Problem to solve: Return only the lines from the one containing "a new state" to the end of the entries below, exactly as written, both ends included.

══ Data shown

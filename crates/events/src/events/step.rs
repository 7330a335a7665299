use apkm_types::{SkipCause, StepGroup, StepState};
use serde::{Deserialize, Serialize};

use super::FailureContext;

/// Pipeline and per-step lifecycle events
#[derive(Debug, Clone, Serialize, Deserialize)]
#[serde(tag = "type")]
pub enum StepEvent {
    /// A pipeline was assembled and is about to run
    PipelineStarted { steps: Vec<String> },

    /// A step moved to a new state
    StateChanged {
        step: String,
        group: StepGroup,
        state: StepState,
        #[serde(skip_serializing_if = "Option::is_none")]
        cause: Option<SkipCause>,
        duration_ms: u64,
        #[serde(skip_serializing_if = "Option::is_none")]
        failure: Option<FailureContext>,
    },

    /// Free-form progress note from inside a step
    Note { step: String, message: String },

    /// The pipeline finished executing
    PipelineFinished { success: bool, duration_ms: u64 },
}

════

Exercise answer:
    /// A step moved to a new state
    StateChanged {
        step: String,
        group: StepGroup,
        state: StepState,
        #[serde(skip_serializing_if = "Option::is_none")]
        cause: Option<SkipCause>,
        duration_ms: u64,
        #[serde(skip_serializing_if = "Option::is_none")]
        failure: Option<FailureContext>,
    },

    /// Free-form progress note from inside a step
    Note { step: String, message: String },

    /// The pipeline finished executing
    PipelineFinished { success: bool, duration_ms: u64 },
}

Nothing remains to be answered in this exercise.